• _What to work on_: Return only the number of lines in the data below where the word "EnvFilter" appears.

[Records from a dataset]
◇ ◇ ◇ ◇
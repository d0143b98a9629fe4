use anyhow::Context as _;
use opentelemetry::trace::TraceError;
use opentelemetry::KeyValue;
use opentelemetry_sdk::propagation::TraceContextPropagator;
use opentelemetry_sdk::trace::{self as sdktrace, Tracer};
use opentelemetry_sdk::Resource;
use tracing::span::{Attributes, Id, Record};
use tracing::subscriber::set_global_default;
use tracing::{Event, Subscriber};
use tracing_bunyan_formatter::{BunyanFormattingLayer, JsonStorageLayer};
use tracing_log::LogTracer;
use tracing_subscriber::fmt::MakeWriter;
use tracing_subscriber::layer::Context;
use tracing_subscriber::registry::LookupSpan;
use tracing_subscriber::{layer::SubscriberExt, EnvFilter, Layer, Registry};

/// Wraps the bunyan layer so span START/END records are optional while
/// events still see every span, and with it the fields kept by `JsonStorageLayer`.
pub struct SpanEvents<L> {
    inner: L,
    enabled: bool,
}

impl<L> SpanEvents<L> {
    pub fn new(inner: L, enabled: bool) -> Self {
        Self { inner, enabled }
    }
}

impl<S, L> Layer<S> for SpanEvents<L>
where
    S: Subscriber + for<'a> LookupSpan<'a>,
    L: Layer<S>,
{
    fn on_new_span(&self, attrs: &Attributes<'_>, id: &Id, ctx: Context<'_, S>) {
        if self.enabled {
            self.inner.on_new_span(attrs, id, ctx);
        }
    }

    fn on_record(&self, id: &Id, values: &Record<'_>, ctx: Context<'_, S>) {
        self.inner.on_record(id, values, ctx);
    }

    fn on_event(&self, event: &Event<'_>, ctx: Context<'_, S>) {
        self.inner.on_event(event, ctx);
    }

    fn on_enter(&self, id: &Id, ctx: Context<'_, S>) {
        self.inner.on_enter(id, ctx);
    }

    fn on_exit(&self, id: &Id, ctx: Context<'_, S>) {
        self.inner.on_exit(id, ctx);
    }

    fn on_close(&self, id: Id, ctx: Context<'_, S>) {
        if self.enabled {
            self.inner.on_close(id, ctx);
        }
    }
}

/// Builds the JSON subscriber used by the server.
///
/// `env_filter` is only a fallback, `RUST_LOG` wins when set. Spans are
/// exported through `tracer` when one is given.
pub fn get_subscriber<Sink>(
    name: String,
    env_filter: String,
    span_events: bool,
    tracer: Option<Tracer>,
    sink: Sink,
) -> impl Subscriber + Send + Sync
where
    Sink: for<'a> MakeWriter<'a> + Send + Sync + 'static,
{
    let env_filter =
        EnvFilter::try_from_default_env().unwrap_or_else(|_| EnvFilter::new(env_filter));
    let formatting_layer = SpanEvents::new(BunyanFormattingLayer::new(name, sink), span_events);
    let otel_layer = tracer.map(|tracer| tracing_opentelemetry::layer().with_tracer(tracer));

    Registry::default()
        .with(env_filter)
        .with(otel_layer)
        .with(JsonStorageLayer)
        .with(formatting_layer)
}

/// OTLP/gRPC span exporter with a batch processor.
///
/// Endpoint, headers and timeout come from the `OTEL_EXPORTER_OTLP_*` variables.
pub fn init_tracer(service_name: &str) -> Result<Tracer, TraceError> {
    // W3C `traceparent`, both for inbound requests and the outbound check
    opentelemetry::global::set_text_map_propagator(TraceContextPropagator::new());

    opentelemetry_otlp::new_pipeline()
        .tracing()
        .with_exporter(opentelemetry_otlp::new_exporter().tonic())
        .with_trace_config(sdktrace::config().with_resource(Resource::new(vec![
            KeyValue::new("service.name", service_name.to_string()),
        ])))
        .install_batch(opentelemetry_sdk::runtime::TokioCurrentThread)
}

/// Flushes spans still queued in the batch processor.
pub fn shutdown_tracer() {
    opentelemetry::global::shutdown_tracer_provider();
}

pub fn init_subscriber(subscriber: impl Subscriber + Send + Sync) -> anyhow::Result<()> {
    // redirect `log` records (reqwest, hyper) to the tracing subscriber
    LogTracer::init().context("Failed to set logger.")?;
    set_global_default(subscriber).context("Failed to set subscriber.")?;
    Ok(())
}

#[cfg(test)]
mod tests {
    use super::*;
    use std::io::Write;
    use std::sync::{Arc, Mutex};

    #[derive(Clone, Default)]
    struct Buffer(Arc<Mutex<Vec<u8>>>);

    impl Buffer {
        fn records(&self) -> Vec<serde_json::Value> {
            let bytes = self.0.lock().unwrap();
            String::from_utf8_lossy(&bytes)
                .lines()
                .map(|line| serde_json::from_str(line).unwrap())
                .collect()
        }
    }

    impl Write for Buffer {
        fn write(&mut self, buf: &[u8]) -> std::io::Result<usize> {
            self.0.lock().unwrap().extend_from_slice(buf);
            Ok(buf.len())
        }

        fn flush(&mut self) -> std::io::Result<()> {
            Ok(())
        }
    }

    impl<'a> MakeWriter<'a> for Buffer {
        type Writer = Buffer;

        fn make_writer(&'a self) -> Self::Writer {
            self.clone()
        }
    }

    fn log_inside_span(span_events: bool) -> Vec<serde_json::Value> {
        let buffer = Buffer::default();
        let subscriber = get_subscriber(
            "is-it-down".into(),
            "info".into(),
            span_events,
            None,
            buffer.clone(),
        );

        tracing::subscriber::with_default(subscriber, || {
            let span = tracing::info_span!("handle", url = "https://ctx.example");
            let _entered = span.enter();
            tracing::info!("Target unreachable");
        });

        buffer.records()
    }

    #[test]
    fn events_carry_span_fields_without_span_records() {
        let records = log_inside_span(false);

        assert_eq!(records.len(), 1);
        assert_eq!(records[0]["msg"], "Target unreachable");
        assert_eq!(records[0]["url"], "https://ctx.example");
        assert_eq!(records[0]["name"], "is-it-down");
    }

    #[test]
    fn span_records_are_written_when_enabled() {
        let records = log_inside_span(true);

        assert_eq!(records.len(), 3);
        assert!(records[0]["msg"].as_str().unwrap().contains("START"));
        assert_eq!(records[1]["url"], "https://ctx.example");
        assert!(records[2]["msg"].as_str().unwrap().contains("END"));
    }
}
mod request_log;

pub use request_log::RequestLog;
◇ ◇ ◇ ◇
• _Result for this task_: 2